The 17 medics worked on the same fake vaccination programme set up by the CIA in a bid to confirm that bin Laden was living in the city.
Fifteen women health workers were dismissed in August 2011, and a woman doctor and an assistant coordinator were sacked in March 2012.
Shakeel Afridi
Defense lawyer Sultan Ahmad Jamshed, confirmed the court order, which does not relate to surgeon Shakeel Afridi, who was jailed for 33 years for treason.
He was arrested after being recruited by the CIA to run the fake program to obtain DNA samples in a bid to identify relatives of bin Laden.
He was convicted over alleged ties to militant group Lashkar-e-Islam and not for working for the CIA, for which the court said it did not have jurisdiction.
After disclosing Afridi's role in the operation, U.S. Defense Secretary Leon Panetta said in an interview last year with CBS's 60 Minutes program that he was concerned over the Pakistani medic's criminal charge.
"I'm very concerned about what the Pakistanis did with this individual ... who in fact helped provide intelligence that was very helpful with regards to this operation," Panetta said.
"He was not in any way treasonous towards Pakistan," the defense secretary said. "Pakistan and the United States have a common cause here against terrorism ... and for them to take this kind of action against somebody who was helping to go after terrorism, I just think is a real mistake on their part."
The question remained whether capital punishment should be the price to pay for assisting the hunt for the notorious bin Laden; mastermind behind the 9/11 attacks which Pakistan had immediately condemned in 2001.
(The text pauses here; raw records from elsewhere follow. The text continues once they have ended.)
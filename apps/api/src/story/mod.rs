// Story image composition.
// Takes a curated passage plus the user's photo and produces the finished 1080x1920 PNG.
// The vision model only picks colours and sizes (design.rs); placement is computed by
// crate::layout and drawn here.

pub mod composer;
pub mod design;
pub mod handlers;
pub mod photo;
pub mod prompts;
pub mod typeface;

use thiserror::Error;

use crate::layout::LayoutError;

#[derive(Debug, Error)]
pub enum ComposeError {
    #[error("Photo could not be decoded: {0}")]
    Photo(#[source] image::ImageError),

    #[error("Story image could not be encoded: {0}")]
    Encode(#[source] image::ImageError),

    #[error(transparent)]
    Layout(#[from] LayoutError),
}

#[cfg(test)]
pub(crate) mod testing {
    use image::{Rgba, RgbaImage};

    use crate::layout::{TextExtent, TextMeasure};
    use crate::story::typeface::{blend_pixel, FaceSource, TextRenderer};

    /// Fixed-pitch stand-in for a real font: every character of the trimmed string is `advance`
    /// pixels wide and `height` pixels tall, drawn as a solid block.
    #[derive(Debug, Clone, Copy)]
    pub struct BlockFace {
        pub advance: i32,
        pub height: i32,
    }

    impl BlockFace {
        pub fn new(advance: i32, height: i32) -> Self {
            Self { advance, height }
        }
    }

    impl TextMeasure for BlockFace {
        fn measure(&self, text: &str) -> TextExtent {
            let trimmed = text.trim();
            if trimmed.is_empty() {
                return TextExtent::default();
            }
            TextExtent::new(trimmed.chars().count() as i32 * self.advance, self.height)
        }
    }

    impl TextRenderer for BlockFace {
        fn draw(&self, canvas: &mut RgbaImage, x: i32, y: i32, color: Rgba<u8>, text: &str) {
            let extent = self.measure(text);
            for py in y..y + extent.height {
                for px in x..x + extent.width {
                    blend_pixel(canvas, px, py, color, 1.0);
                }
            }
        }
    }

    /// Hands out `BlockFace`s whose advance and height follow the requested size.
    #[derive(Debug, Clone, Copy, Default)]
    pub struct BlockFaces;

    impl BlockFaces {
        pub fn at(px: f32) -> BlockFace {
            let size = px.round() as i32;
            BlockFace::new(size / 2, size)
        }
    }

    impl FaceSource for BlockFaces {
        fn face(&self, px: f32) -> Box<dyn TextRenderer> {
            Box::new(Self::at(px))
        }
    }
}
"So what exactly is the Pakistani national interest that has been harmed by Dr. Afridi in helping locate the world's most wanted terrorist on Pakistani soil?" the Pakistan-based Dawn newspaper wrote in an editorial in October 2011.
"There is an even more distressing aspect to this tale of transnational subterfuge: reportedly, incensed by the American-sponsored ploy, the security apparatus has tightened its monitoring of international aid agencies and local NGOs involved in the health sector, potentially disrupting the urgent work of stamping out the polio virus that has been resurgent in Pakistan in recent years. Must innocent children suffer because of cloak-and-dagger games between states?" the newspaper questioned.